Dante’s smile died. In his eyes I saw an emotion I did not want to escape.

He whispered, “May,” and then he kissed me. It was as if I’d been waiting always for this kiss, and when he started to draw away, I pulled him closer. I put my arms around his neck and opened my mouth to him, and he made a sound deep in his throat that dropped into my stomach and pulled at my every nerve so I was like those houses during the fire, glowing from the inside out until they burst.

Disaster is the best aphrodisiac, he’d written. The knowledge that everything could change in a heartbeat, that a mother could die on the way home from picking up piecework, or a whole life could be upended by a word, by a lie, by the earth waking, or a spark catching from a fallen chimney. After what I’d been through, how did one stop at a kiss? Who knew what tomorrow would bring, if it came at all?

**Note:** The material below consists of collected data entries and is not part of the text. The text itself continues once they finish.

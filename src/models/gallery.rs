//! Gallery image model.

use serde::{Deserialize, Serialize};

use super::{Entity, EntityKind};

/// Categories offered by the gallery upload form.
pub const GALLERY_CATEGORIES: &[&str] = &[
    "Face",
    "Breast",
    "Body",
    "Medspa",
    "Hair",
    "Cosmetic Gynecology",
];

/// A persisted gallery image.
#[derive(Debug, Clone, Default, Serialize, Deserialize)]
#[serde(rename_all = "camelCase")]
pub struct GalleryItem {
    #[serde(rename = "_id", alias = "id")]
    pub id: String,
    /// URL of the stored image
    #[serde(default)]
    pub image: Option<String>,
    /// Normalized category key, e.g. `cosmeticgynecology`
    #[serde(default)]
    pub category: Option<String>,
}

impl Entity for GalleryItem {
    const KIND: EntityKind = EntityKind::GalleryItem;

    fn id(&self) -> &str {
        &self.id
    }
}
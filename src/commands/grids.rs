use anyhow::Result;
use tracing::info;

use crate::cli::GridsArgs;
use crate::source::{PdftohtmlSource, TableSource};
use crate::util::{require_file, write_json_pretty};

/// Writes the rebuilt grids in the format `extract --grids` reads back.
pub fn run(args: GridsArgs) -> Result<()> {
    require_file(&args.pdf, "source PDF")?;

    let source = PdftohtmlSource::new(args.line_tolerance);
    let grids = source.extract_tables(&args.pdf)?;

    write_json_pretty(&args.out, &grids)?;
    info!(
        path = %args.out.display(),
        grids = grids.len(),
        rows = grids.iter().map(|grid| grid.rows.len()).sum::<usize>(),
        "wrote table grids"
    );

    Ok(())
}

Whatever it was, the uncertain future, the city in ruins, the fact that I’d felt Dante belonged to me months before I knew him . . . I don’t know which it was. Perhaps all of those things. What I do know is that I wanted him. I was starving for him. I had his shirt open and my hands on his skin, my fingers in the hair on his chest, and it was not enough. When he shoved my own shirt from my shoulders, I pressed my breasts to him and it was not enough. His tongue on mine was not enough. I fumbled at the buttons of his trousers, and then we were at his bed, and it wasn’t until then that he paused, that he drew away and looked at me in question, and I knew he would stop if I said no, enough, and I heard my mother’s voice in my head as she warned me away from the boys in the neighborhood. “You must always watch yourself, May. There are expectations for you. You don’t want to be known as that kind of girl . . .”

“I’m a modern woman,” I breathed.

Dante lifted a brow and gave me a look that turned me inside out. “That you are.”

“Please don’t stop. I don’t want you to stop.”

His expression softened, so unbearably sweet and wondering, with that hunger too that matched my own. “I’ll be careful. I promise you.”

After that, we did not slow, and though it hurt when he first eased into me, it was a pain I welcomed, and one soon swept away as the pleasure mounted along with my desire, and then, at last, it was enough. Then, at last, I had what I didn’t know I was looking for: the antidote to my loneliness, which shriveled and withered away. Until that moment, I hadn’t realized how much of me it had been.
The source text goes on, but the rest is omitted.